The research indicates a relationship between vagus nerve stimulation (VNS) and the activation of neuromodulatory networks in the central nervous system. Manual or electrical techniques are used for vagal nerve stimulation [32]. The long signals of the delivered VNS increase neuronal activity in the dorsal raphe nucleus and locus coeruleus. Moreover, to change after intense stimulation, VNS provides rapid activation of neuromodulatory pathways. Vagus nerve stimulation causes immediate changes in cortical synchronization, but the effect depends on the activation of muscarinic acetylcholine receptors [33]. Muscarinic acetylcholine receptors have been divided genetically and pharmacologically into five subtypes (M1–M5). Smooth muscle tissues show heterogeneous expression of the M2 and M3 subtypes with a population of approximately 4:1 and play an essential role in intestinal contractile responses [34]. Studies indicate that IBS patients display an exaggerated muscarinic-receptor-mediated IL-6 response [35].
Chen et al. studied the effects of vagal nerve stimulation (VNS) on CRF-induced changes in serum ACTH levels in rats. The conducted analyses showed that 2 h of continuous vagus nerve stimulation inhibited CRF-induced ACTH release compared to the control group [36]. Similarly, research by Nijsen et al. suggests that endogenous CRH reduces the vagal response to conditioned fear stress in rats [37].
A study by Pellissier et al. showed that high morning vagal tone is associated with low evening cortisol levels in healthy individuals. Unfortunately, the demonstrated correlations are not observed in IBS patients, suggesting a disorder between vagal tone and cortisol levels in these patients. Additionally, research indicates that IBS patients with low vagal tone exhibit high plasma epinephrine levels as a sign of maladjusted high sympathetic activity [38].
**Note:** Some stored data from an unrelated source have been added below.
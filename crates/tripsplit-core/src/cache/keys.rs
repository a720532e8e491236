//! Key registry: one key factory per entity type.
//!
//! Layout of every key the client uses:
//!
//! | entity            | key                                          |
//! |-------------------|----------------------------------------------|
//! | trip list         | `trips/list/{page,page_size}`                |
//! | trip detail       | `trips/detail/<trip>`                        |
//! | expense list      | `expenses/list/<trip>/{filters,page,size}`   |
//! | expense infinite  | `expenses/infinite/<trip>/{filters,size}`    |
//! | expense detail    | `expenses/detail/<trip>/<expense>`           |
//! | members           | `members/<trip>`                             |
//! | balances          | `balances/<trip>`                            |
//! | member balance    | `balances/<trip>/member/<member>`            |
//! | totals            | `totals/<trip>`                              |
//! | settlements       | `settlements/<trip>`                         |
//! | invites           | `invites/<trip>`                             |
//! | profile           | `users/me`                                   |
//!
//! The trip id always sits at a fixed position per entity, so "everything for
//! trip T" is a union of prefixes rather than a fuzzy containment search.

use super::key::{Key, KeyPredicate, Segment};

const TRIPS: &str = "trips";
const EXPENSES: &str = "expenses";
const MEMBERS: &str = "members";
const BALANCES: &str = "balances";
const TOTALS: &str = "totals";
const SETTLEMENTS: &str = "settlements";
const INVITES: &str = "invites";
const USERS: &str = "users";

/// Entity type a key belongs to.
#[derive(Debug, Clone, Copy, PartialEq, Eq, Hash)]
pub enum EntityKind {
    TripList,
    TripDetail,
    ExpenseList,
    ExpenseInfinite,
    ExpenseDetail,
    Members,
    Balances,
    MemberBalance,
    Totals,
    Settlements,
    Invites,
    Profile,
}

impl EntityKind {
    pub fn of(key: &Key) -> Option<Self> {
        let name = |i: usize| match key.segments().get(i) {
            Some(Segment::Name(n)) => Some(n.as_str()),
            _ => None,
        };
        match name(0)? {
            TRIPS => match name(1)? {
                "list" => Some(EntityKind::TripList),
                "detail" => Some(EntityKind::TripDetail),
                _ => None,
            },
            EXPENSES => match name(1)? {
                "list" => Some(EntityKind::ExpenseList),
                "infinite" => Some(EntityKind::ExpenseInfinite),
                "detail" => Some(EntityKind::ExpenseDetail),
                _ => None,
            },
            MEMBERS => Some(EntityKind::Members),
            BALANCES if key.len() > 2 => Some(EntityKind::MemberBalance),
            BALANCES => Some(EntityKind::Balances),
            TOTALS => Some(EntityKind::Totals),
            SETTLEMENTS => Some(EntityKind::Settlements),
            INVITES => Some(EntityKind::Invites),
            USERS => Some(EntityKind::Profile),
            _ => None,
        }
    }
}

pub mod trips {
    use super::*;
    use crate::models::TripListParams;
    use crate::cache::Params;

    pub fn list(params: &TripListParams) -> Key {
        Key::entity(TRIPS).name("list").params(
            Params::new()
                .with("page", params.page)
                .with("page_size", params.page_size),
        )
    }

    pub fn lists() -> KeyPredicate {
        KeyPredicate::Prefix(Key::entity(TRIPS).name("list"))
    }

    pub fn detail(trip_id: i64) -> Key {
        Key::entity(TRIPS).name("detail").id(trip_id)
    }
}

pub mod expenses {
    use super::*;
    use crate::models::{ExpenseFilters, ExpenseListParams};

    pub fn list(trip_id: i64, params: &ExpenseListParams) -> Key {
        Key::entity(EXPENSES)
            .name("list")
            .id(trip_id)
            .params(params.to_params())
    }

    /// Infinite list key: filters and page size, never the page cursor.
    pub fn infinite(trip_id: i64, filters: &ExpenseFilters, page_size: u32) -> Key {
        Key::entity(EXPENSES)
            .name("infinite")
            .id(trip_id)
            .params(filters.to_params().with("page_size", page_size))
    }

    pub fn detail(trip_id: i64, expense_id: i64) -> Key {
        Key::entity(EXPENSES).name("detail").id(trip_id).id(expense_id)
    }

    /// Every paged and infinite expense list of a trip, whatever the filters.
    pub fn lists_for_trip(trip_id: i64) -> KeyPredicate {
        KeyPredicate::Any(vec![
            KeyPredicate::Prefix(Key::entity(EXPENSES).name("list").id(trip_id)),
            KeyPredicate::Prefix(Key::entity(EXPENSES).name("infinite").id(trip_id)),
        ])
    }

    pub fn details_for_trip(trip_id: i64) -> KeyPredicate {
        KeyPredicate::Prefix(Key::entity(EXPENSES).name("detail").id(trip_id))
    }

    pub fn for_trip(trip_id: i64) -> KeyPredicate {
        lists_for_trip(trip_id).or(details_for_trip(trip_id))
    }
}

pub mod members {
    use super::*;

    pub fn list(trip_id: i64) -> Key {
        Key::entity(MEMBERS).id(trip_id)
    }
}

pub mod balances {
    use super::*;

    pub fn trip(trip_id: i64) -> Key {
        Key::entity(BALANCES).id(trip_id)
    }

    pub fn member(trip_id: i64, member_id: i64) -> Key {
        Key::entity(BALANCES).id(trip_id).name("member").id(member_id)
    }

    /// Trip balances plus every member balance of the trip.
    pub fn for_trip(trip_id: i64) -> KeyPredicate {
        KeyPredicate::Prefix(trip(trip_id))
    }
}

pub mod totals {
    use super::*;

    pub fn trip(trip_id: i64) -> Key {
        Key::entity(TOTALS).id(trip_id)
    }
}

pub mod settlements {
    use super::*;

    pub fn trip(trip_id: i64) -> Key {
        Key::entity(SETTLEMENTS).id(trip_id)
    }
}

pub mod invites {
    use super::*;

    pub fn trip(trip_id: i64) -> Key {
        Key::entity(INVITES).id(trip_id)
    }
}

pub mod users {
    use super::*;

    pub fn me() -> Key {
        Key::entity(USERS).name("me")
    }
}

/// Member lists of every cached trip.
pub fn all_members() -> KeyPredicate {
    KeyPredicate::Prefix(Key::entity(MEMBERS))
}

/// Trip details of every cached trip.
pub fn all_trip_details() -> KeyPredicate {
    KeyPredicate::Prefix(Key::entity(TRIPS).name("detail"))
}

/// Every key scoped to one trip.
pub fn trip_scope(trip_id: i64) -> KeyPredicate {
    KeyPredicate::Any(vec![
        KeyPredicate::Exact(trips::detail(trip_id)),
        expenses::for_trip(trip_id),
        KeyPredicate::Exact(members::list(trip_id)),
        balances::for_trip(trip_id),
        KeyPredicate::Exact(totals::trip(trip_id)),
        KeyPredicate::Exact(settlements::trip(trip_id)),
        KeyPredicate::Exact(invites::trip(trip_id)),
    ])
}

#[cfg(test)]
mod tests {
    use super::*;
    use crate::models::{ExpenseFilters, ExpenseListParams, TripListParams};

    #[test]
    fn test_entity_kind_classification() {
        let cases = [
            (trips::list(&TripListParams::default()), EntityKind::TripList),
            (trips::detail(7), EntityKind::TripDetail),
            (expenses::list(7, &ExpenseListParams::default()), EntityKind::ExpenseList),
            (expenses::infinite(7, &ExpenseFilters::default(), 20), EntityKind::ExpenseInfinite),
            (expenses::detail(7, 101), EntityKind::ExpenseDetail),
            (members::list(7), EntityKind::Members),
            (balances::trip(7), EntityKind::Balances),
            (balances::member(7, 3), EntityKind::MemberBalance),
            (totals::trip(7), EntityKind::Totals),
            (settlements::trip(7), EntityKind::Settlements),
            (invites::trip(7), EntityKind::Invites),
            (users::me(), EntityKind::Profile),
        ];
        for (key, kind) in cases {
            assert_eq!(EntityKind::of(&key), Some(kind), "{}", key);
        }
    }

    #[test]
    fn test_lists_for_trip_ignores_filters() {
        let filtered = ExpenseListParams::with_filters(ExpenseFilters {
            category: Some("food".to_string()),
            ..Default::default()
        });
        let pred = expenses::lists_for_trip(7);
        assert!(pred.matches(&expenses::list(7, &filtered)));
        assert!(pred.matches(&expenses::infinite(7, &ExpenseFilters::default(), 20)));
        assert!(!pred.matches(&expenses::detail(7, 1)));
        assert!(!pred.matches(&expenses::list(8, &filtered)));
    }

    #[test]
    fn test_trip_scope_does_not_leak_across_trips() {
        let scope = trip_scope(7);
        assert!(scope.matches(&balances::member(7, 3)));
        assert!(scope.matches(&trips::detail(7)));
        // Expense 7 of trip 8 must not be swept up by trip 7.
        assert!(!scope.matches(&expenses::detail(8, 7)));
        assert!(!scope.matches(&trips::list(&TripListParams::default())));
    }
}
It has been shown that stress stimulates the sympathetic nervous system while inhibiting VN [30]. There is a close relationship between exposure to stress and developing IBS symptoms, which are influenced by both autonomic and neuroendocrine responses. Studies have shown that people who experience severe stress reactions in childhood are more likely to develop IBS later in life, showing a strong link between the brain and the digestive system [39]. The consequence of reducing the activity of the vagus nerve, for example, as a result of stress, is the increased secretion and permeability of the intestines and the intensification of inflammation in the intestines. In addition, pain receptors become more sensitive, which increases the perception of visceral pain in IBS [40]. Incorrect vagus nerve tension is described in IBS and inflammatory bowel disease (IBD), which is why it seems reasonable to state that VN (VNS) stimulation may become an effective therapy in the treatment of these diseases [30].
VNS connects specific peripheral sensors and effectors to the central nervous system. VN-mediated connections involve projections to the hypothalamus and cortex as higher brain regions, thus allowing VN modulatory access to subcortical and cortical brain regions. Thus, the signals generated in the VN can affect a wide range of basic brain functions and the whole organism’s protection (Figure 1) [33].
The external ear is the only place on the body where VN sends its only peripheral branch. The auricular branch of VN surfaces, as the afferent auricular VN (aVN), is susceptible to external stimuli in terms of peripheral nerve stimulation. It allows for easy external access via electrical stimulation in terms of aVNS, which then connects the applied stimuli to the brainstem. Thus, the auricle, especially its aVN endings, might become a critical area of the body to modulate various brain functions, offering non-invasive manipulation of the central nervous system via the vagus nerve [33].
Therefore, transcutaneous VNS (tVNS) is a very interesting therapy form. It is a non-invasive method that stimulates the afferent nerve fibers of the vagus nerve in the ear. According to the “bottom-up” mechanism of the CNS, electrical stimulation of these areas can cause changes in the activity of the VN pathway in the central structures and the brainstem. taVNS (transcutaneous auricular VNS) has been successfully used to treat disorders such as depression, epilepsy, chronic tinnitus, or pre-diabetes [41].
In recent years, transcutaneous auricular VNS (taVNS) has been reported to alleviate gastrointestinal disorders. A study of forty-two IBS-C patients randomized to a 4-week sham treatment with taVNS or taVNS showed that non-invasive taVNS reduced constipation and abdominal pain in IBS-C patients. Moreover, the applied taVNS therapy reduced serum TNF-α and IL-6 levels and plasma 5-HT levels. The improvement in IBS-C symptoms was justified by the integrative effect of taVNS on gut function mediated by autoimmune mechanisms [42]. Clinical data on the use of taVNS in treating conditions such as depression and pain suggest that it is safe and well tolerated [32].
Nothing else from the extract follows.